A few passages that are important in that regard: Matthew, chapter 5. Matthew, chapter 5, and I want to show you a little bit about this sort of unconditional, indiscriminate, general, unlimited love that extends to all people. Matthew, chapter 5, verse 44: “I say to you, love your enemies, pray for those who persecute you in order that you may be sons of your Father who is in heaven.” Never are you more like God than when you love your enemies. God loves His enemies. God’s love is not restricted to the redeemed. This is an unqualified, unconditional love.
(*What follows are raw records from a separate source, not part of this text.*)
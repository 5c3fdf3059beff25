//! Audio effects for Vela
//!
//! Every unit is a self-contained two-port stage: stereo interleaved samples
//! in, the same buffer out. The shared [`Bypass`] provides the dry path and
//! the click-free enable/mix crossfade; each unit only supplies its wet path.

mod biquad;
mod bypass;
mod compressor;
mod delay;
mod eq;
mod filter;
mod reverb;

pub use biquad::{BiquadCoeffs, BiquadShape, BiquadState, StereoBiquad};
pub use bypass::Bypass;
pub use compressor::{Compressor, CompressorState};
pub use delay::{Delay, DelayState, DelayTopology};
pub use eq::{EqState, Equalizer};
pub use filter::{Filter, FilterState};
pub use reverb::{Reverb, ReverbState};

/// Frames between coefficient updates for block-rate parameters
pub(crate) const CONTROL_BLOCK: usize = 32;

/// Trait for audio effect units
pub trait Effect: Send {
    /// Process audio samples in place (stereo interleaved)
    fn process(&mut self, samples: &mut [f32]);

    /// Reset effect state (filter history, delay lines, envelopes)
    fn reset(&mut self);

    /// Shared dry/wet stage
    fn bypass(&self) -> &Bypass;

    /// Shared dry/wet stage (mutable)
    fn bypass_mut(&mut self) -> &mut Bypass;

    /// Get effect name
    fn name(&self) -> &'static str;

    /// Release internally owned resources. Must be called exactly once.
    fn dispose(&mut self);

    /// Check if effect is enabled
    fn is_enabled(&self) -> bool {
        self.bypass().is_enabled()
    }

    /// Enable/disable the effect (crossfaded)
    fn set_enabled(&mut self, enabled: bool) {
        self.bypass_mut().set_enabled(enabled);
    }

    /// Get wet/dry mix
    fn mix(&self) -> f32 {
        self.bypass().mix()
    }

    /// Set wet/dry mix (0.0 - 1.0)
    fn set_mix(&mut self, mix: f32) {
        self.bypass_mut().set_mix(mix);
    }
}

/// Apply a plain settings object to a unit
///
/// Implementations must be idempotent: applying the same state twice leaves
/// every internal target unchanged.
pub trait StateSync {
    type State;

    fn update_from_state(&mut self, state: &Self::State);

    /// Snapshot of the unit's current settings
    fn state(&self) -> Self::State;
}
Another illustration of this is found in the 10th chapter of Mark, which I think is sort of tucked into that 10th chapter and perhaps overlooked, unless you’re reading thoughtfully. Verse 17: “As He was setting out on a journey, a man ran up to Him”—Mark 10:17—“knelt before Him, and began asking Him, ‘Good Teacher, what shall I do to inherit eternal life’” This is the well-known rich young ruler. “And Jesus said to him, ‘Why do you call Me good? No one is good except God alone. You know the commandments: do not murder, do not commit adultery, do not steal, do not bear false witness, do not defraud, honor your father and mother.’ And he said to Him, ‘Teacher, I have kept all these things from my youth up.’”

There is a deluded man. There is a confused man. Here is a man who cannot receive eternal life because he does not understand the wretchedness of his own condition. He believes himself to be righteous in spite of the fact that he would not accept the diagnosis that Jesus gave of his condition, or endeavor to expose. It says in verse 21—and I’ve always been fascinated by this: “And looking at him, Jesus felt a love for him.” Amazing.

“Looking at this obstinate, self-righteous rejecter, Jesus felt a love for him and he said to him, ‘One thing you lack: go and sell all you possess, give to the poor, and you shall have treasure in heaven; and come, follow Me.’”

There are two conditions upon which this man would put himself in the place to receive eternal life, and one was to understand that he had broken the law of God, and two was to understand that he was being asked to submit to the lordship of Christ, whatever Christ commanded. But in neither case would he respond. And verse 22 says, “At these words his face fell. He went away grieved, for he was one who owned much property.” And Jesus’ comment was, “How hard it will be for those who are wealthy to enter the kingdom of God!” Here was a man who didn’t enter the kingdom of God, and yet Jesus had a love for him. God loves humanity.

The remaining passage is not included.